In [1]:
from matplotlib import pyplot as plt
# linear algebra
import numpy as np 

# data processing
import pandas as pd 

from sklearn.preprocessing import LabelEncoder
from sklearn.preprocessing import StandardScaler
from sklearn import svm

#Import Gaussian Naive Bayes model
from sklearn.naive_bayes import GaussianNB

#Import Random Forest Model
from sklearn.ensemble import RandomForestClassifier

# csv file manipulation
import csv

In [2]:
# read training data 
df = pd.read_csv('./data/train.csv')

# read testing data
test_df = pd.read_csv('./data/test.csv')


check for columns with missing values

After loading the training and the testing dataset as pandas dataframes, the test data is pre-processed. The given dataset is first processed to remove records with missing values for duration and the fare. 



In [6]:
print(df.isnull().any())
df = df.dropna(subset=['duration', 'fare'])
print(df['duration'].isnull().values.sum())

0


And then the feature extraction has taken place to better understand the features of the dataset. 

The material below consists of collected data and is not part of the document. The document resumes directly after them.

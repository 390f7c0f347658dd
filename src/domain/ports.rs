use crate::domain::model::HttpSample;
use crate::utils::error::Result;
use async_trait::async_trait;
use std::path::Path;
use std::time::Duration;

/// One invocation of an external program.
#[derive(Debug, Clone, PartialEq, Eq)]
pub struct CommandSpec {
    pub program: String,
    pub args: Vec<String>,
    pub stdin: Option<Vec<u8>>,
    pub timeout: Duration,
}

impl CommandSpec {
    pub fn new(program: impl Into<String>, timeout: Duration) -> Self {
        Self {
            program: program.into(),
            args: Vec::new(),
            stdin: None,
            timeout,
        }
    }

    pub fn arg(mut self, arg: impl Into<String>) -> Self {
        self.args.push(arg.into());
        self
    }

    pub fn path_arg(self, path: &Path) -> Self {
        self.arg(path.to_string_lossy().into_owned())
    }

    pub fn stdin(mut self, input: impl Into<Vec<u8>>) -> Self {
        self.stdin = Some(input.into());
        self
    }
}

#[derive(Debug, Clone, Default)]
pub struct CommandOutput {
    pub success: bool,
    pub code: Option<i32>,
    pub stdout: Vec<u8>,
    pub stderr: Vec<u8>,
}

impl CommandOutput {
    pub fn stdout_text(&self) -> String {
        String::from_utf8_lossy(&self.stdout).into_owned()
    }

    pub fn stderr_text(&self) -> String {
        String::from_utf8_lossy(&self.stderr).trim().to_string()
    }
}

/// Every external program goes through this seam.
#[async_trait]
pub trait CommandRunner: Send + Sync {
    /// Runs the command to completion. A non-zero exit is reported through
    /// `CommandOutput::success`, not as an error; spawn failures and
    /// timeouts are errors.
    async fn run(&self, spec: &CommandSpec) -> Result<CommandOutput>;

    fn is_available(&self, program: &str) -> bool;
}

#[async_trait]
pub trait HttpProbe: Send + Sync {
    /// Fetches `url` including the full body and reports status and total time.
    async fn fetch(&self, url: &str, timeout: Duration) -> Result<HttpSample>;
}

pub trait ResourceProbe: Send + Sync {
    /// Used percentage of the filesystem that holds `path`.
    fn disk_usage_percent(&self, path: &Path) -> Result<f64>;
    fn memory_usage_percent(&self) -> Result<f64>;
}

1.	trip_duration = duration - (meter_waiting_till_pickup + meter_waiting)
2.	trip_fare = fare - ( additional_fare + meter_waiting_fare)


The feature extraction was done to both training and testing data. 

In [8]:
df['trip_duration'] = df['duration']- (df['meter_waiting_till_pickup'] + df['meter_waiting'])

In [9]:
test_df['trip_duration'] = test_df['duration']- (test_df['meter_waiting_till_pickup'] + test_df['meter_waiting'])

In [10]:
df['trip_fare'] = df['fare'] -  (df['additional_fare'] + df['meter_waiting_fare'])
test_df['trip_fare'] = test_df['fare'] -  (test_df['additional_fare'] + test_df['meter_waiting_fare'])

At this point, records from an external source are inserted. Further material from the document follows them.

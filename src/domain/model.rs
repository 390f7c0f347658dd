use serde::{Deserialize, Serialize};
use std::fmt;
use std::path::PathBuf;
use std::time::Duration;

/// Classification shared by every check. Anything but `Healthy` alerts.
#[derive(Debug, Clone, Copy, PartialEq, Eq, PartialOrd, Ord, Serialize, Deserialize)]
#[serde(rename_all = "lowercase")]
pub enum CheckStatus {
    Healthy,
    Warning,
    Critical,
}

impl CheckStatus {
    pub fn needs_alert(self) -> bool {
        !matches!(self, CheckStatus::Healthy)
    }
}

impl fmt::Display for CheckStatus {
    fn fmt(&self, f: &mut fmt::Formatter<'_>) -> fmt::Result {
        let label = match self {
            CheckStatus::Healthy => "OK",
            CheckStatus::Warning => "WARNING",
            CheckStatus::Critical => "CRITICAL",
        };
        f.write_str(label)
    }
}

#[derive(Debug, Clone, Copy, PartialEq, Eq, Serialize, Deserialize)]
#[serde(rename_all = "lowercase")]
pub enum CheckKind {
    Availability,
    Performance,
    Certificate,
    Disk,
    Memory,
}

impl fmt::Display for CheckKind {
    fn fmt(&self, f: &mut fmt::Formatter<'_>) -> fmt::Result {
        let label = match self {
            CheckKind::Availability => "availability",
            CheckKind::Performance => "performance",
            CheckKind::Certificate => "certificate",
            CheckKind::Disk => "disk",
            CheckKind::Memory => "memory",
        };
        f.write_str(label)
    }
}

/// Load time buckets. Only `Poor` is considered a problem.
#[derive(Debug, Clone, Copy, PartialEq, Eq, Serialize, Deserialize)]
pub enum PerformanceTier {
    Excellent,
    Good,
    Acceptable,
    Poor,
}

impl PerformanceTier {
    pub fn status(self) -> CheckStatus {
        match self {
            PerformanceTier::Poor => CheckStatus::Warning,
            _ => CheckStatus::Healthy,
        }
    }
}

#[derive(Debug, Clone, Serialize, Deserialize)]
pub struct CheckResult {
    pub kind: CheckKind,
    pub status: CheckStatus,
    pub detail: String,
    /// Milliseconds, days or percent depending on `kind`.
    pub measurement: Option<f64>,
}

impl CheckResult {
    pub fn new(kind: CheckKind, status: CheckStatus, detail: impl Into<String>) -> Self {
        Self {
            kind,
            status,
            detail: detail.into(),
            measurement: None,
        }
    }

    pub fn with_measurement(mut self, value: f64) -> Self {
        self.measurement = Some(value);
        self
    }

    pub fn summary_line(&self) -> String {
        format!("[{}] {}: {}", self.status, self.kind, self.detail)
    }
}

/// Raw outcome of one HTTP fetch.
#[derive(Debug, Clone)]
pub struct HttpSample {
    pub status: u16,
    pub elapsed: Duration,
}

#[derive(Debug, Clone)]
pub struct Alert {
    pub subject: String,
    pub body: String,
}

#[derive(Debug, Clone, PartialEq, Eq)]
pub enum AlertDelivery {
    Sent(String),
    Dropped(String),
}

#[derive(Debug, Clone, Copy, PartialEq, Eq, Hash, Serialize, Deserialize)]
#[serde(rename_all = "lowercase")]
pub enum AssetKind {
    Jpeg,
    Png,
    Gif,
    Webp,
    Css,
    Js,
}

impl AssetKind {
    /// Case-insensitive extension match. Pre-minified bundles are ignored.
    pub fn from_path(path: &std::path::Path) -> Option<Self> {
        let name = path.file_name()?.to_str()?.to_ascii_lowercase();
        if name.ends_with(".min.css") || name.ends_with(".min.js") {
            return None;
        }
        let ext = path.extension()?.to_str()?.to_ascii_lowercase();
        match ext.as_str() {
            "jpg" | "jpeg" => Some(AssetKind::Jpeg),
            "png" => Some(AssetKind::Png),
            "gif" => Some(AssetKind::Gif),
            "webp" => Some(AssetKind::Webp),
            "css" => Some(AssetKind::Css),
            "js" => Some(AssetKind::Js),
            _ => None,
        }
    }

    pub fn is_image(self) -> bool {
        matches!(
            self,
            AssetKind::Jpeg | AssetKind::Png | AssetKind::Gif | AssetKind::Webp
        )
    }

    pub fn is_text(self) -> bool {
        matches!(self, AssetKind::Css | AssetKind::Js)
    }
}

impl fmt::Display for AssetKind {
    fn fmt(&self, f: &mut fmt::Formatter<'_>) -> fmt::Result {
        let label = match self {
            AssetKind::Jpeg => "jpeg",
            AssetKind::Png => "png",
            AssetKind::Gif => "gif",
            AssetKind::Webp => "webp",
            AssetKind::Css => "css",
            AssetKind::Js => "js",
        };
        f.write_str(label)
    }
}

#[derive(Debug, Clone, Copy, PartialEq, Eq)]
pub enum FileAction {
    /// Replaced with a strictly smaller version.
    Optimized,
    /// Attempted, but the result was not smaller.
    Kept,
    /// Below the size threshold or otherwise not attempted.
    Skipped,
    Failed,
}

#[derive(Debug, Clone)]
pub struct FileOutcome {
    pub path: PathBuf,
    pub kind: AssetKind,
    pub original_size: u64,
    pub final_size: u64,
    pub action: FileAction,
    pub resized_to: Option<(u32, u32)>,
}

impl FileOutcome {
    pub fn bytes_saved(&self) -> u64 {
        self.original_size.saturating_sub(self.final_size)
    }

    pub fn percent_saved(&self) -> u64 {
        percent_saved(self.original_size, self.final_size)
    }
}

/// Integer percentage of `before` removed. Zero when nothing was saved.
pub fn percent_saved(before: u64, after: u64) -> u64 {
    if before == 0 || after >= before {
        return 0;
    }
    (before - after) * 100 / before
}

#[derive(Debug, Clone, Default)]
pub struct OptimizationSummary {
    pub images: usize,
    pub stylesheets: usize,
    pub scripts: usize,
    pub optimized: usize,
    pub failed: usize,
    pub gzipped: usize,
    pub bytes_before: u64,
    pub bytes_after: u64,
}

impl OptimizationSummary {
    pub fn record(&mut self, outcome: &FileOutcome) {
        if outcome.kind.is_image() {
            self.images += 1;
        } else if outcome.kind == AssetKind::Css {
            self.stylesheets += 1;
        } else {
            self.scripts += 1;
        }
        match outcome.action {
            FileAction::Optimized => self.optimized += 1,
            FileAction::Failed => self.failed += 1,
            FileAction::Kept | FileAction::Skipped => {}
        }
        self.bytes_before += outcome.original_size;
        self.bytes_after += outcome.final_size;
    }

    pub fn bytes_saved(&self) -> u64 {
        self.bytes_before.saturating_sub(self.bytes_after)
    }
}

Then the training dataset is splitted into labels ‘Y’ and features ‘X’. In order to write the results against the trip_id, a list of trip identification numbers are created from the testing set. Then after that, trip_id attribute is removed from both training and testing datasets. 

As the models performed best when the pickup_time and drop_time were removed, those features were removed from the data in the next step. 

In [11]:

#split into data and label
Y = df['label'] # label set


In [12]:


tripIds = test_df['tripid'] # separate tripid to use when the results are written back to the submission

#remove attributes
test_df = test_df.drop(columns=['tripid', 'pickup_time', 'drop_time'])

X = df.drop(columns=['tripid', 'label', 'pickup_time', 'drop_time'])

X_test = test_df



After all those steps, the data is standardized with sklearn.preprocessing, StandardScaler. 

In [13]:
#Feature Scaling
sc = StandardScaler()
X_train = sc.fit_transform(X)
X_test = sc.transform(X_test)

The RandomForest classifier is used as the classification algorithm and the function RFClassifier is created to accept three parameters, 
    Training feature set
    Training labels
    Testing feature set

And returns the predicted result set as the output. 

In [14]:


def RFClassifier(X_train, y_train, X_test):
   
    #Create the Classifier
    clf=RandomForestClassifier(n_estimators=100)

    #Train the model using the training sets y_pred=clf.predict(X_test)
    clf.fit(X_train,y_train)

    y_pred=clf.predict(X_test)
    
    return y_pred
    

In [15]:
Y_pred = RFClassifier(X_train,Y, X_test)

The function write_output is created to write the predicted out into the form required by the kaggle submission and this uses the extracted trip_id attributes. 

In [16]:
def write_output(Y_prediction):
    with open('sampleSubmission.csv', 'w', newline='') as csvfile:
        fieldnames = ['tripid', 'prediction']
        writer = csv.DictWriter(csvfile, fieldnames=fieldnames)

        writer.writeheader()
        line = 0
    
        for w in Y_prediction:
            output = 1
            if (w == 'incorrect'):
                output = 0
            writer.writerow({'tripid': tripIds[line], 'prediction': output})
            line = line+1


After calling the function RFClassifier, the returned result set is passed to the function write_output to write to sampleSubmission.csv file of the given location. 


In [None]:
write_output(Y_pred)